Recently, we identified several missense mutations of the connexin gene GJB3 encoding connexin 31 (Cx31) in erythrokeratodermia variabilis (EKV), an autosomal dominant skin disorder. These mutations include G12D, which replaces a conserved glycine residue in the amino-terminus of Cx31 and is associated with a severe EKV phenotype. In contrast, the biologic relevance of the GJB3 sequence variant R32W located in the first transmembrane domain of Cx31 is disputed. To examine the effects of these sequence variants on Cx31 biogenesis and gap junction activity we expressed wild type and mutant Cx31-Flag constructs in HeLa cells. Using immunostaining, all expression variants were detected in the cytoplasm and in a punctate pattern at the cell surface, indicating that G12D and R32W did not interfere with either protein synthesis or transport to the cell membrane.

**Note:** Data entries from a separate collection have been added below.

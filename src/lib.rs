//! UI Playback - step-by-step playback of scripted UI actions and assertions.
//!
//! This crate provides:
//! - A step model for declarative scripts (flat macros or suites of test cases)
//! - A stateless step executor that runs one action plus its optional assertion
//! - Playback sessions with start/step/pause/resume/stop and progress events
//! - A session registry for hosts driving several sessions
//! - Execution surfaces: an in-memory virtual surface and PTY-backed terminal apps
//!
//! # Example
//!
//! ```rust
//! use ui_playback::playback::SessionConfig;
//! use ui_playback::runner::run_document;
//! use ui_playback::script::{Document, Expect, Step};
//! use ui_playback::surface::{VirtualSurface, shared};
//!
//! let surface = shared(
//!     VirtualSurface::new()
//!         .element("#save", "Save")
//!         .reveal_on_click("#save", "#toast", "Saved"),
//! );
//! let document = Document::from_steps(vec![
//!     Step::click("#save"),
//!     Step::wait_for("#toast").expect(Expect::exists("#toast")),
//! ]);
//!
//! let report = run_document(document, surface, SessionConfig::default()).unwrap();
//! assert!(report.success);
//! ```

pub mod config;
pub mod executor;
pub mod playback;
pub mod runner;
pub mod script;
pub mod surface;

// Re-export executor entry points
pub use executor::{StepFailure, execute_action, execute_expect, execute_step};

// Re-export playback types
pub use playback::{
    FailureKind, PlaybackError, PlaybackEvent, PlaybackResult, PlaybackSession, SessionConfig,
    SessionControl, SessionRegistry, SessionSnapshot, SessionState, StepResult, StepSequence,
    Subscription, UsageError,
};

// Re-export runner types
pub use runner::{LoadError, RunReport, StepReport, load_document, run_document};

// Re-export the step model
pub use script::{Action, Document, Expect, Operator, Position, Step, TestCase};

// Re-export surfaces
pub use surface::{
    CaptureResult, SharedSurface, Surface, SurfaceError, SurfaceResult, TerminalSurface,
    TerminalSurfaceConfig, VirtualSurface, shared,
};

Similarly, oligomerization into hemichannels appeared not impaired when expressing either Cx31 mutant as assessed by size exclusion chromatography, immunoblotting and immunostaining. However, dye transfer experiments and monitoring of intracellular calcium levels in response to serum stimulation revealed that G12D-Cx31 did not form functional gap junction channels, probably due to incorrect assembly or altered properties of Cx31 channels. In contrast, intercellular coupling between cells expressing R32W-Cx31 was comparable to that of wtCx31, suggesting that R32W is a functionally inconsequential polymorphism of Cx31.